Neue Rückendeckung erhalten die BefürworterInnen einer Finanztransaktionssteuer von einer Studie der ÖkonomInnen Stephany Griffith-Jones von der Columbia University und Avinash Persaud, Vorsitzender von Intelligence Capital, die ihre Analysen bei der Anhörung vorstellten. Im Gegensatz zur Europäischen Kommission, die davon ausgeht, dass eine Finanztransaktionssteuer das BIP langfristig um 0,2 Prozent senkt, vermuten die AutorInnen der Studie eine langfristige Steigerung des BIP um mindestens 0,25 Prozent. Schließlich stabilisiere eine solche Steuer die Finanzmärkte und senke damit das Risiko zukünftiger Finanzkrisen. Auch dem oft vorgebrachten Argument, eine Finanztransaktionssteuer wäre praktisch nicht umsetzbar oder könnte ausschließlich global eingeführt werden, treten die AutorInnen entgegen. So besteht eine „Stempelsteuer“ (stamp duty) von 0,5 Prozent auf Transaktionen von Aktien und Anleihen in Großbritannien bereits seit 1986. Die Steuer wird zu vierzig Prozent von Personen außerhalb des Königreichs bezahlt und führt daher keinesfalls zu einer Flucht ausländischer InvestorInnen, wie Persaud erklärt. Auch einige stark wachsende Finanzzentren wie Hong Kong, Seoul, Mumbai, Johannesburg und Taipei erheben schon lange Steuern auf Finanztransaktionen und nehmen so 23 Milliarden Dollar jährlich ein.
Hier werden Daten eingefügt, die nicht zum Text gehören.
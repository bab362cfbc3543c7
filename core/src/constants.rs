//! Centralized defaults
//!
//! Every tunable value of a session is defined here and copied into
//! [`crate::Config`] by its `Default` impl.

/// Smallest allowed QR image side, in pixels
pub const MIN_QR_SIZE: u32 = 200;

/// Largest allowed QR image side, in pixels
pub const MAX_QR_SIZE: u32 = 4000;

/// Size increment applied by the +/- controls, in pixels
pub const QR_SIZE_STEP: u32 = 50;

/// Largest preview side shown on screen, in pixels
pub const PREVIEW_MAX_SIZE: u32 = 350;

/// Pixels per QR module rendered by the encoder before resizing
pub const MODULE_SCALE: u32 = 10;

/// Largest module scale accepted by the configuration
pub const MAX_MODULE_SCALE: u32 = 100;

/// Largest side the resizer will allocate, in pixels
pub const MAX_RESIZE_SIDE: u32 = 16_384;

/// Reserved working file name, relative to the process working directory
pub const WORKING_FILE_NAME: &str = "temp_qrcode.png";

/// File name suggested when exporting
pub const DEFAULT_EXPORT_NAME: &str = "qrcode.png";

/// Extension appended to export targets that have none
pub const DEFAULT_EXPORT_EXTENSION: &str = "png";

/// Application name shown in the about dialog
pub const APP_NAME: &str = "qrgen";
Hedgefonds und Hochfrequenzhandel tragen die Kosten – nicht SparerInnen und PensionistInnen

Die Frage, wer die Kosten einer Finanztransaktionssteuer zu zahlen hätte, sorgt weiterhin für gehörigen Zündstoff. So warnte Richard Raeburn, Vorsitzender der European Association of Corporate Treasurers, davor, die Falschen zu belasten. Derivate dienten Unternehmen in der Realwirtschaft zur Absicherung vor Risiken, etwa durch Exporte. Werden diese besteuert, würde die Realwirtschaft zu vorsichtigeren Investitionen umschwenken, was das Wachstum hemmen könnte. Auch würden viele Banken nicht davon absehen, die Kosten einer Finanztransaktionssteuer auf die EndverbraucherInnen abzuwälzen, weshalb diese von einer möglichen Steuer ausgenommen werden müssten, so Raeburn.
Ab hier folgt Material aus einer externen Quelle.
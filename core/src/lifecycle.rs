//! Working file ownership
//!
//! The session keeps exactly one transient PNG on disk. It is replaced
//! atomically (temp sibling + rename) so readers never see a partial
//! file, and it is removed when the owner shuts down or is dropped.

use std::ffi::OsStr;
use std::fs::{self, File};
use std::io::Write;
use std::path::{Path, PathBuf};

use crate::constants::WORKING_FILE_NAME;
use crate::{Error, Result};

/// Handle to the reserved working file
#[derive(Debug)]
pub struct WorkingFile {
    path: PathBuf,
}

impl WorkingFile {
    /// Reserve `path` as the working file.
    ///
    /// A file with the reserved name is a leftover of an earlier run and is
    /// removed, so "file exists" keeps meaning "generated in this session".
    /// Any other existing file belongs to the user and is refused.
    pub fn reserve(path: impl Into<PathBuf>) -> Result<Self> {
        let path = path.into();
        if path.exists() {
            if path.file_name() != Some(OsStr::new(WORKING_FILE_NAME)) {
                return Err(Error::Config(format!(
                    "working file {} already exists and would be overwritten",
                    path.display()
                )));
            }
            tracing::info!("removing leftover working file {}", path.display());
            remove_best_effort(&path);
        }
        Ok(Self { path })
    }

    pub fn path(&self) -> &Path {
        &self.path
    }

    /// Replace the working file contents with `bytes`.
    ///
    /// On failure the previous file (if any) is left as it was.
    pub fn replace(&self, bytes: &[u8]) -> Result<()> {
        let temp_path = self.temp_path();

        let written = write_synced(&temp_path, bytes)
            .and_then(|()| fs::rename(&temp_path, &self.path));

        if let Err(source) = written {
            remove_best_effort(&temp_path);
            return Err(Error::WorkingFile {
                path: self.path.clone(),
                source,
            });
        }

        tracing::debug!("wrote {} bytes to {}", bytes.len(), self.path.display());
        Ok(())
    }

    /// Delete the working file. Failures are logged and ignored.
    pub fn cleanup(&self) {
        if self.path.exists() {
            remove_best_effort(&self.path);
        }
    }

    fn temp_path(&self) -> PathBuf {
        let mut name = self
            .path
            .file_name()
            .map(|n| n.to_os_string())
            .unwrap_or_default();
        name.push(".tmp");
        self.path.with_file_name(name)
    }
}

impl Drop for WorkingFile {
    fn drop(&mut self) {
        self.cleanup();
    }
}

fn write_synced(path: &Path, bytes: &[u8]) -> std::io::Result<()> {
    let mut file = File::create(path)?;
    file.write_all(bytes)?;
    file.sync_all()
}

/// Remove `path`, logging instead of failing.
pub fn remove_best_effort(path: &Path) {
    match fs::remove_file(path) {
        Ok(()) => tracing::debug!("removed {}", path.display()),
        Err(e) if e.kind() == std::io::ErrorKind::NotFound => {}
        Err(e) => tracing::warn!("could not remove {}: {}", path.display(), e),
    }
}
Dass VerbraucherInnen die Hauptlast einer Finanztransaktionssteuer zu zahlen hätten, stößt jedoch auf Widerspruch bei den übrigen ExpertInnen. Laut Persaud werde die Steuer hauptsächlich von Hedgefonds und InvestorInnen im Hochfrequenzhandel mit kurzfristigen Anlageentscheidungen getragen, nicht von SparerInnen und PensionistInnen. So würden Pensionsfonds die Steuer durchschnittlich nur alle zwei Jahre entrichten, da sie ihre Finanzprodukte langfristiger behalten. Sony Kapoor, Managing Director des Think Tanks Re-Define, hält zudem das Argument, der Hochfrequenzhandel sorge für Liquidität auf den Finanzmärkten, für gefährlich. Schließlich entstehe Liquidität aus der Vielfalt der AkteurInnen auf den Märkten, die durch das Herdenverhalten von vielen ähnlich handelnden InvestorInnen eher beeinträchtigt werde. Einen fairen Beitrag des Finanzsektors zu erheben, sei wachstumsfreundlicher als Mehrwertsteuern oder die Besteuerung des Faktors Arbeit zu erhöhen. Die Einkünfte einer Finanztransaktionssteuer könnten in die notwendige Haushaltskonsolidierung fließen, sowie in Zukunftsinvestitionen wie grüne Energie und die Förderung von KMUs, schlug Griffith-Jones vor. Die Debatte um die Finanztransaktionssteuer bleibt weiterhin spannend- und ihr Ergebnis wird zeigen, wie sehr die EU die Ursachen der Finanzkrise bei den Wurzeln packen kann.